Your instructions: The answer must restate every record word for word.

..............................

//! Adapters - Implementations of port interfaces.
//!
//! Adapters connect the engine to its observers:
//! - `trace` - Audit trail recorders (in-memory, tracing)

pub mod trace;

pub use trace::{InMemoryTraceRecorder, LogTraceObserver};
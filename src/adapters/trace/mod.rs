//! Trace adapters - observers for the audit trail.
//!
//! - `InMemoryTraceRecorder` - Keeps entries for reports and tests
//! - `LogTraceObserver` - Forwards entries to the tracing subscriber

mod in_memory;
mod log;

pub use in_memory::InMemoryTraceRecorder;
pub use log::LogTraceObserver;
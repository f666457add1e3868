//! Ports - Interfaces for external dependencies.
//!
//! Following hexagonal architecture, ports define the contracts between
//! the application handlers and the outside world. Adapters implement these ports.
//!
//! - `TraceObserver` - Receives the audit trail of every analysis run

mod trace_observer;

pub use trace_observer::{TraceEntry, TraceObserver};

..............................

Solved problem:
//! Adapters - Implementations of port interfaces.
//!
//! Adapters connect the engine to its observers:
//! - `trace` - Audit trail recorders (in-memory, tracing)

pub mod trace;

pub use trace::{InMemoryTraceRecorder, LogTraceObserver};
filename src/adapters/trace/mod.rs
//! Trace adapters - observers for the audit trail.
//!
//! - `InMemoryTraceRecorder` - Keeps entries for reports and tests
//! - `LogTraceObserver` - Forwards entries to the tracing subscriber

mod in_memory;
mod log;

pub use in_memory::InMemoryTraceRecorder;
pub use log::LogTraceObserver;
repository f666457add1e3868
//! Ports - Interfaces for external dependencies.
//!
//! Following hexagonal architecture, ports define the contracts between
//! the application handlers and the outside world. Adapters implement these ports.
//!
//! - `TraceObserver` - Receives the audit trail of every analysis run

mod trace_observer;

pub use trace_observer::{TraceEntry, TraceObserver};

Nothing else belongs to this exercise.